At some point the baby would be legally referred to as a human, with respect to development phase. Probably at around 5 months.
My initial argument was that the baby should be considered a person with rights if it could survive out of the womb.
Many babies are born prematurely. I was one. And I survived. I was just as much a human being before I was born as I was after. And the only way the court could say I wasn't and other babies are not human, is to dehumanize the infant.
My opinion is that of a doctor, not a lawyer. Or to say an ex doctor who studied the topic over my lifetime and have a medical opinion. My opinion is based on science.

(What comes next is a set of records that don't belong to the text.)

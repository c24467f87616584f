//! Component library: sparse-set storage keyed by a dense integer type
//! key, with type-erased dense arrays (§3, §4.F).
//!
//! The source reaches for `void*` + stride; per §9's rearchitecture note,
//! this models each component type as a polymorphic store behind a small
//! trait, downcast to the concrete `Vec<T>` at the call site so per-
//! element access stays monomorphized rather than going through virtual
//! dispatch.

use std::any::Any;

use rustc_hash::FxHashMap;

use crate::error::{PilotLightError, PilotLightResult};

use super::entity::EntityHandle;

pub type TypeKey = u32;

/// Type-erased column operations needed by code that doesn't know the
/// concrete component type (bulk entity teardown, diagnostics).
trait ComponentColumn: Send + Sync {
    fn as_any(&self) -> &dyn Any;
    fn as_any_mut(&mut self) -> &mut dyn Any;
    fn swap_remove(&mut self, dense_index: usize);
    fn len(&self) -> usize;
}

struct TypedColumn<T> {
    dense: Vec<T>,
}

impl<T: Send + Sync + 'static> ComponentColumn for TypedColumn<T> {
    fn as_any(&self) -> &dyn Any {
        self
    }

    fn as_any_mut(&mut self) -> &mut dyn Any {
        self
    }

    fn swap_remove(&mut self, dense_index: usize) {
        self.dense.swap_remove(dense_index);
    }

    fn len(&self) -> usize {
        self.dense.len()
    }
}

struct ComponentType {
    /// `dense_entities[slot]` is the full handle (index + generation)
    /// owning that dense slot — comparing the full handle, not just the
    /// index, is what lets `get` reject a stale handle reusing a freed
    /// index.
    dense_entities: Vec<EntityHandle>,
    /// `entity.index -> dense slot`. Absent = entity has no component of
    /// this type.
    sparse: FxHashMap<u32, u32>,
    column: Box<dyn ComponentColumn>,
}

/// NO METHODS beyond what's needed to stay type-erased at the storage
/// level; all real transformations are the free functions below.
pub struct ComponentLibraryData {
    types: Vec<ComponentType>,
}

pub fn create_component_library() -> ComponentLibraryData {
    ComponentLibraryData { types: Vec::new() }
}

/// One-shot at initialize time (§4.F): allocates a dense integer type
/// key and an empty column for `T`.
pub fn register_type<T: Send + Sync + 'static>(lib: &mut ComponentLibraryData) -> TypeKey {
    let key = lib.types.len() as TypeKey;
    lib.types.push(ComponentType {
        dense_entities: Vec::new(),
        sparse: FxHashMap::default(),
        column: Box::new(TypedColumn::<T> { dense: Vec::new() }),
    });
    key
}

fn type_entry_mut(
    lib: &mut ComponentLibraryData,
    type_key: TypeKey,
) -> PilotLightResult<&mut ComponentType> {
    lib.types
        .get_mut(type_key as usize)
        .ok_or_else(|| PilotLightError::NotFound {
            what: "component type".to_string(),
            key: type_key.to_string(),
        })
}

fn typed_column_mut<T: Send + Sync + 'static>(
    entry: &mut ComponentType,
) -> PilotLightResult<&mut Vec<T>> {
    entry
        .column
        .as_any_mut()
        .downcast_mut::<TypedColumn<T>>()
        .map(|c| &mut c.dense)
        .ok_or_else(|| PilotLightError::InvariantViolation {
            what: "component type key used with mismatched type".to_string(),
        })
}

/// If `entity` already has the component, returns the existing slot.
/// Otherwise appends a zero/default-initialised slot. O(1).
pub fn add<T: Default + Send + Sync + 'static>(
    lib: &mut ComponentLibraryData,
    type_key: TypeKey,
    entity: EntityHandle,
) -> PilotLightResult<&mut T> {
    let entry = type_entry_mut(lib, type_key)?;
    if let Some(&slot) = entry.sparse.get(&entity.index) {
        let dense = typed_column_mut::<T>(entry)?;
        return Ok(&mut dense[slot as usize]);
    }

    let dense = typed_column_mut::<T>(entry)?;
    let slot = dense.len() as u32;
    dense.push(T::default());
    entry.dense_entities.push(entity);
    entry.sparse.insert(entity.index, slot);
    let dense = typed_column_mut::<T>(entry)?;
    Ok(&mut dense[slot as usize])
}

/// O(1) sparse lookup; also checks generation, so a stale handle whose
/// index was recycled for a live entity with a component of the same
/// type still returns `None`.
pub fn get<T: Send + Sync + 'static>(
    lib: &ComponentLibraryData,
    type_key: TypeKey,
    entity: EntityHandle,
) -> Option<&T> {
    let entry = lib.types.get(type_key as usize)?;
    let &slot = entry.sparse.get(&entity.index)?;
    if entry.dense_entities[slot as usize] != entity {
        return None;
    }
    entry
        .column
        .as_any()
        .downcast_ref::<TypedColumn<T>>()
        .map(|c| &c.dense[slot as usize])
}

pub fn get_mut<T: Send + Sync + 'static>(
    lib: &mut ComponentLibraryData,
    type_key: TypeKey,
    entity: EntityHandle,
) -> Option<&mut T> {
    let entry = lib.types.get_mut(type_key as usize)?;
    let &slot = entry.sparse.get(&entity.index)?;
    if entry.dense_entities[slot as usize] != entity {
        return None;
    }
    entry
        .column
        .as_any_mut()
        .downcast_mut::<TypedColumn<T>>()
        .map(|c| &mut c.dense[slot as usize])
}

/// Swap-delete: copy last dense element into the removed slot, update
/// the moved entity's sparse pointer, shrink. O(1).
pub fn remove<T: Send + Sync + 'static>(
    lib: &mut ComponentLibraryData,
    type_key: TypeKey,
    entity: EntityHandle,
) -> PilotLightResult<()> {
    let entry = type_entry_mut(lib, type_key)?;
    let Some(slot) = entry.sparse.remove(&entity.index) else {
        return Ok(());
    };
    remove_at_slot(entry, slot);
    Ok(())
}

fn remove_at_slot(entry: &mut ComponentType, slot: u32) {
    let last = entry.dense_entities.len() as u32 - 1;
    entry.column.swap_remove(slot as usize);
    entry.dense_entities.swap_remove(slot as usize);
    if slot != last {
        // The entity that used to own the last slot now owns `slot`.
        let moved_entity = entry.dense_entities[slot as usize];
        entry.sparse.insert(moved_entity.index, slot);
    }
}

/// Removes `entity` from every registered type that currently holds it
/// (used by entity teardown; §4.F `destroy_entity`).
pub fn remove_all(lib: &mut ComponentLibraryData, entity: EntityHandle) {
    for entry in lib.types.iter_mut() {
        if let Some(slot) = entry.sparse.remove(&entity.index) {
            remove_at_slot(entry, slot);
        }
    }
}

/// Systems iterate the dense arrays directly rather than through
/// per-entity lookup (§4.F).
pub fn get_components<T: Send + Sync + 'static>(
    lib: &ComponentLibraryData,
    type_key: TypeKey,
) -> PilotLightResult<(&[T], &[EntityHandle])> {
    let entry = lib
        .types
        .get(type_key as usize)
        .ok_or_else(|| PilotLightError::NotFound {
            what: "component type".to_string(),
            key: type_key.to_string(),
        })?;
    let dense = entry
        .column
        .as_any()
        .downcast_ref::<TypedColumn<T>>()
        .map(|c| c.dense.as_slice())
        .ok_or_else(|| PilotLightError::InvariantViolation {
            what: "component type key used with mismatched type".to_string(),
        })?;
    Ok((dense, &entry.dense_entities))
}

pub fn get_components_mut<T: Send + Sync + 'static>(
    lib: &mut ComponentLibraryData,
    type_key: TypeKey,
) -> PilotLightResult<(&mut [T], &[EntityHandle])> {
    let entry = lib
        .types
        .get_mut(type_key as usize)
        .ok_or_else(|| PilotLightError::NotFound {
            what: "component type".to_string(),
            key: type_key.to_string(),
        })?;
    let dense = entry
        .column
        .as_any_mut()
        .downcast_mut::<TypedColumn<T>>()
        .map(|c| c.dense.as_mut_slice())
        .ok_or_else(|| PilotLightError::InvariantViolation {
            what: "component type key used with mismatched type".to_string(),
        })?;
    Ok((dense, &entry.dense_entities))
}

#[cfg(test)]
mod tests {
    use super::*;

    #[derive(Default, Debug, PartialEq, Clone, Copy)]
    struct Position {
        x: f32,
        y: f32,
    }

    #[test]
    fn test_add_get_remove() {
        let mut lib = create_component_library();
        let key = register_type::<Position>(&mut lib);
        let entity = EntityHandle { index: 0, generation: 0 };

        {
            let pos = add::<Position>(&mut lib, key, entity).unwrap();
            pos.x = 1.0;
            pos.y = 2.0;
        }

        assert_eq!(get::<Position>(&lib, key, entity), Some(&Position { x: 1.0, y: 2.0 }));

        remove::<Position>(&mut lib, key, entity).unwrap();
        assert_eq!(get::<Position>(&lib, key, entity), None);
    }

    #[test]
    fn test_swap_delete_keeps_others_reachable() {
        // Scenario S3.
        let mut lib = create_component_library();
        let key = register_type::<Position>(&mut lib);
        let a = EntityHandle { index: 0, generation: 0 };
        let b = EntityHandle { index: 1, generation: 0 };
        let c = EntityHandle { index: 2, generation: 0 };
        add::<Position>(&mut lib, key, a).unwrap();
        add::<Position>(&mut lib, key, b).unwrap();
        add::<Position>(&mut lib, key, c).unwrap();

        remove::<Position>(&mut lib, key, a).unwrap();

        assert_eq!(get::<Position>(&lib, key, a), None);
        assert!(get::<Position>(&lib, key, b).is_some());
        assert!(get::<Position>(&lib, key, c).is_some());
        let (dense, _) = get_components::<Position>(&lib, key).unwrap();
        assert_eq!(dense.len(), 2);
    }

    #[test]
    fn test_stale_handle_rejected_after_index_reuse() {
        let mut lib = create_component_library();
        let key = register_type::<Position>(&mut lib);
        let original = EntityHandle { index: 0, generation: 0 };
        add::<Position>(&mut lib, key, original).unwrap();
        remove::<Position>(&mut lib, key, original).unwrap();

        let reused = EntityHandle { index: 0, generation: 1 };
        add::<Position>(&mut lib, key, reused).unwrap();

        assert_eq!(get::<Position>(&lib, key, original), None);
        assert!(get::<Position>(&lib, key, reused).is_some());
    }

    #[test]
    fn test_add_twice_returns_existing_slot() {
        let mut lib = create_component_library();
        let key = register_type::<Position>(&mut lib);
        let entity = EntityHandle { index: 0, generation: 0 };
        add::<Position>(&mut lib, key, entity).unwrap().x = 5.0;
        add::<Position>(&mut lib, key, entity).unwrap();
        let (dense, _) = get_components::<Position>(&lib, key).unwrap();
        assert_eq!(dense.len(), 1);
        assert_eq!(dense[0].x, 5.0);
    }
}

Religiously, I don't believe in abortion on demand. As a scientist and doctor my opinion was that abortion is sometimes a better alternative for the person who is the mother of the infant for reasons that the mother has to make. And in cases should have the right to make. Including in medical cases.
But giving permission to use baby parts in experiments and taking life without cause, just as a matter of a technicality in the right to choose, no, I don't believe in that.
I look at activities from the past and think that in the case of the use of dehumanization by government laws, the act of dehumanization has always resulted in the foundation of genocide, dictatorship, oppression. Tyranny.
Governments should not have the right to dehumanize anybody, including unborn babies. That's what I was saying.